(GIVEN ENTRIES)

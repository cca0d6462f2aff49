//! Kind to resource-path resolution.

use std::collections::HashMap;
use std::sync::RwLock;

use async_trait::async_trait;
use kube::Client;
use kube::core::GroupVersionKind;
use kube::discovery::{ApiResource, Scope, oneshot::pinned_kind};
use tracing::debug;

use super::ClientError;

/// How to address a collection of one kind.
#[derive(Debug, Clone)]
pub struct RestMapping {
  pub resource: ApiResource,
  pub namespaced: bool,
}

/// Resolves a group/version/kind to its [`RestMapping`].
#[async_trait]
pub trait RestMapper: Send + Sync {
  async fn mapping(&self, gvk: &GroupVersionKind) -> Result<RestMapping, ClientError>;
}

/// Discovery-backed mapper that only asks the server about kinds it has not
/// seen yet.
///
/// Hits are cached for the lifetime of the mapper. Call [`reset`] when the
/// set of served kinds is known to have changed, e.g. after new CRDs were
/// established.
///
/// [`reset`]: DeferredDiscoveryMapper::reset
pub struct DeferredDiscoveryMapper {
  client: Client,
  mappings: RwLock<HashMap<GroupVersionKind, RestMapping>>,
}

impl DeferredDiscoveryMapper {
  pub fn new(client: Client) -> Self {
    Self {
      client,
      mappings: RwLock::new(HashMap::new()),
    }
  }

  /// Forget every cached mapping.
  pub fn reset(&self) {
    self.mappings.write().unwrap_or_else(|e| e.into_inner()).clear();
  }

  fn cached(&self, gvk: &GroupVersionKind) -> Option<RestMapping> {
    self.mappings.read().unwrap_or_else(|e| e.into_inner()).get(gvk).cloned()
  }
}

#[async_trait]
impl RestMapper for DeferredDiscoveryMapper {
  async fn mapping(&self, gvk: &GroupVersionKind) -> Result<RestMapping, ClientError> {
    if let Some(mapping) = self.cached(gvk) {
      debug!(kind = %gvk.kind, "rest mapping cache hit");
      return Ok(mapping);
    }

    debug!(group = %gvk.group, version = %gvk.version, kind = %gvk.kind, "discovering rest mapping");
    let (resource, capabilities) = pinned_kind(&self.client, gvk)
      .await
      .map_err(|e| ClientError::Discovery {
        kind: describe(gvk),
        message: e.to_string(),
      })?;

    let mapping = RestMapping {
      resource,
      namespaced: matches!(capabilities.scope, Scope::Namespaced),
    };
    self
      .mappings
      .write()
      .unwrap_or_else(|e| e.into_inner())
      .insert(gvk.clone(), mapping.clone());
    Ok(mapping)
  }
}

/// `group/version/Kind`, or `version/Kind` for the core group.
pub(crate) fn describe(gvk: &GroupVersionKind) -> String {
  if gvk.group.is_empty() {
    format!("{}/{}", gvk.version, gvk.kind)
  } else {
    format!("{}/{}/{}", gvk.group, gvk.version, gvk.kind)
  }
}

(End GIVEN ENTRIES)

▶ _YOUR TASK_:
Taking the entries above, print exactly the lines starting at the line with "use async_trait::async_trait;" and ending at the line with "Resolves a group/version/kind", both included.

▶ _SOLUTION TO THIS TASK_:
use async_trait::async_trait;
use kube::Client;
use kube::core::GroupVersionKind;
use kube::discovery::{ApiResource, Scope, oneshot::pinned_kind};
use tracing::debug;

use super::ClientError;

/// How to address a collection of one kind.
#[derive(Debug, Clone)]
pub struct RestMapping {
  pub resource: ApiResource,
  pub namespaced: bool,
}

/// Resolves a group/version/kind to its [`RestMapping`].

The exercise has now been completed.